Work required ▸
A single number is the required answer: the count of lines in the listing below that hold the string "insert".

Records supplied ▸

//! Ownership bookkeeping: the local card and the cards taken by others.

use std::collections::BTreeSet;

use crate::card::{Card, Grid};
use crate::error::ProtocolViolation;
use crate::protocol::{CardId, ClientMessage};

/// Size of the coordinator's card pool unless configured otherwise.
pub const DEFAULT_CARD_POOL_SIZE: CardId = 1000;

/// Tracks the one card this session may own and the ids owned elsewhere.
///
/// Session-level gates (phase, ban) are checked by the caller; the registry
/// only enforces single ownership and the pool bounds.
#[derive(Debug, Clone)]
pub struct CardRegistry {
    pool_size: CardId,
    my_card: Option<Card>,
    pending: Option<CardId>,
    taken: BTreeSet<CardId>,
}

impl CardRegistry {
    pub fn new(pool_size: CardId) -> Self {
        Self {
            pool_size,
            my_card: None,
            pending: None,
            taken: BTreeSet::new(),
        }
    }

    pub fn my_card(&self) -> Option<&Card> {
        self.my_card.as_ref()
    }

    pub fn my_card_mut(&mut self) -> Option<&mut Card> {
        self.my_card.as_mut()
    }

    /// The id we asked for and have not yet been confirmed on.
    pub fn pending(&self) -> Option<CardId> {
        self.pending
    }

    fn my_card_id(&self) -> Option<CardId> {
        self.my_card.as_ref().and_then(|c| c.id)
    }

    /// Ids known to belong to other players, ascending.
    ///
    /// Ids only ever enter the underlying set; our own card id is filtered
    /// from the view in case a broadcast for it was recorded before the
    /// assignment named it.
    pub fn taken(&self) -> impl Iterator<Item = CardId> + '_ {
        let mine = self.my_card_id();
        self.taken.iter().copied().filter(move |id| Some(*id) != mine)
    }

    pub fn is_taken(&self, card_id: CardId) -> bool {
        self.my_card_id() != Some(card_id) && self.taken.contains(&card_id)
    }

    /// Build a buy request, or `None` when one card is already owned or
    /// requested, the id is outside the pool, or it is known to be taken.
    pub fn purchase(&mut self, card_id: CardId) -> Option<ClientMessage> {
        if self.my_card.is_some() || self.pending.is_some() {
            return None;
        }
        if card_id == 0 || card_id > self.pool_size || self.taken.contains(&card_id) {
            return None;
        }
        self.pending = Some(card_id);
        Some(ClientMessage::Buy { card_id })
    }

    /// Accept the coordinator's assignment. First assignment wins.
    ///
    /// # Errors
    ///
    /// [`ProtocolViolation::DuplicateAssignment`] when a card is already
    /// owned, [`ProtocolViolation::MalformedCard`] when the grid is invalid.
    pub fn on_assigned(
        &mut self,
        card_id: Option<CardId>,
        grid: Grid,
    ) -> Result<&Card, ProtocolViolation> {
        if let Some(held) = &self.my_card {
            return Err(ProtocolViolation::DuplicateAssignment {
                held: held.id,
                offered: card_id,
            });
        }
        grid.validate()?;

        let id = card_id.or(self.pending);
        self.pending = None;
        Ok(&*self.my_card.insert(Card::new(id, grid)))
    }

    /// Record a card owned by someone else. Returns `true` if it was new.
    ///
    /// Notices for our own card, or the one we are waiting on, are ignored:
    /// the broadcast and our confirmation may arrive in either order.
    pub fn on_taken(&mut self, card_id: CardId) -> bool {
        if self.my_card_id() == Some(card_id) || self.pending == Some(card_id) {
            return false;
        }
        self.taken.insert(card_id)
    }
}

impl Default for CardRegistry {
    fn default() -> Self {
        Self::new(DEFAULT_CARD_POOL_SIZE)
    }
}

#[cfg(test)]
#[allow(
    clippy::unwrap_used,
    clippy::expect_used,
    clippy::panic,
    clippy::todo,
    clippy::unimplemented,
    clippy::indexing_slicing
)]
mod tests {
    use super::*;
    use crate::card::tests::sample_grid;

    #[test]
    fn second_purchase_before_assignment_is_a_no_op() {
        let mut registry = CardRegistry::default();
        assert_eq!(
            registry.purchase(42),
            Some(ClientMessage::Buy { card_id: 42 })
        );
        assert_eq!(registry.purchase(42), None);
        assert_eq!(registry.purchase(7), None);
        assert_eq!(registry.pending(), Some(42));
    }

    #[test]
    fn purchase_outside_pool_is_a_no_op() {
        let mut registry = CardRegistry::new(10);
        assert_eq!(registry.purchase(0), None);
        assert_eq!(registry.purchase(11), None);
        assert_eq!(registry.pending(), None);
        assert!(registry.purchase(10).is_some());
    }

    #[test]
    fn assignment_uses_pending_id_when_none_is_sent() {
        let mut registry = CardRegistry::default();
        registry.purchase(42);
        let card = registry.on_assigned(None, sample_grid()).unwrap();
        assert_eq!(card.id, Some(42));
        assert_eq!(registry.pending(), None);
        assert_eq!(registry.purchase(9), None);
    }

    #[test]
    fn first_assignment_wins() {
        let mut registry = CardRegistry::default();
        registry.on_assigned(Some(1), sample_grid()).unwrap();
        let err = registry.on_assigned(Some(2), sample_grid()).unwrap_err();
        assert_eq!(
            err,
            ProtocolViolation::DuplicateAssignment {
                held: Some(1),
                offered: Some(2)
            }
        );
        assert_eq!(registry.my_card().unwrap().id, Some(1));
    }

    #[test]
    fn malformed_grid_leaves_registry_unassigned() {
        let mut registry = CardRegistry::default();
        registry.purchase(5);
        let bad: Grid = serde_json::from_str(
            r#"[[1,2,3,4,5],[16,17,18,19,20],[31,32,33,34,35],[46,47,48,49,50],[61,62,63,64,65]]"#,
        )
        .unwrap();
        assert!(matches!(
            registry.on_assigned(None, bad),
            Err(ProtocolViolation::MalformedCard(_))
        ));
        assert!(registry.my_card().is_none());
        assert_eq!(registry.pending(), Some(5));
    }

    #[test]
    fn taken_notice_for_own_card_is_ignored() {
        let mut registry = CardRegistry::default();
        registry.on_assigned(Some(42), sample_grid()).unwrap();
        assert!(!registry.on_taken(42));
        assert!(!registry.is_taken(42));
        assert!(registry.on_taken(43));
        assert!(!registry.on_taken(43));
        assert_eq!(registry.taken().collect::<Vec<_>>(), vec![43]);
    }

    #[test]
    fn taken_notice_racing_ahead_of_confirmation_is_ignored() {
        let mut registry = CardRegistry::default();
        registry.purchase(42);
        assert!(!registry.on_taken(42));
        registry.on_assigned(None, sample_grid()).unwrap();
        assert!(!registry.is_taken(42));
    }

    #[test]
    fn purchase_of_known_taken_card_is_a_no_op() {
        let mut registry = CardRegistry::default();
        assert!(registry.on_taken(17));
        assert_eq!(registry.purchase(17), None);
        assert_eq!(registry.pending(), None);
        assert!(registry.is_taken(17));
        assert!(registry.purchase(18).is_some());
    }

    #[test]
    fn taken_set_never_shrinks_when_assignment_names_a_taken_id() {
        let mut registry = CardRegistry::default();
        registry.on_taken(9);
        registry.on_taken(12);
        let card = registry.on_assigned(Some(9), sample_grid()).unwrap();
        assert_eq!(card.id, Some(9));

        // Hidden from the view, still recorded.
        assert_eq!(registry.taken().collect::<Vec<_>>(), vec![12]);
        assert!(!registry.is_taken(9));
        assert!(registry.taken.contains(&9));
    }
}
//! Fetch Outcome
//!
//! The two-variant result handed out at the repository boundary.

use super::todo::Todo;

/// Result of one fetch attempt.
///
/// Exactly one variant is populated at a time; the record is owned by the
/// variant that holds it.
#[derive(Debug, Clone, PartialEq)]
pub enum FetchOutcome {
    /// The record was fetched and decoded.
    Success(Todo),
    /// The fetch failed; the message describes the underlying error.
    Failure(String),
}
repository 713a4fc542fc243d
//! Repository Layer - Core Traits
//!
//! Defines the fetch boundary seen by the presentation layer.

use async_trait::async_trait;

use crate::domain::FetchOutcome;

/// Fetch boundary for the todo record.
///
/// Implementations never return a raw error; every failure is folded into
/// the outcome before it crosses this boundary.
#[async_trait]
pub trait TodoRepository: Send + Sync {
    /// Run one fetch. Each call goes back to the network; nothing is
    /// cached or memoized.
    async fn fetch_todo(&self) -> FetchOutcome;
}
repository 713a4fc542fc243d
fn main() {
    tauri_build::build()
}
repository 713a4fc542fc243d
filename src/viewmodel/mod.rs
//! Presentation Layer
//!
//! Screen state machine and the view model that drives it.

mod todo_view_model;

#[cfg(test)]
mod tests;

pub use todo_view_model::{TodoViewModel, UiState};
//! Transport Layer
//!
//! Issues the single GET against the fixed endpoint and decodes the body.

mod todo_api;

pub use todo_api::{HttpTodoTransport, TodoTransport, TransportError, TODO_ENDPOINT};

Output of the task ▸
2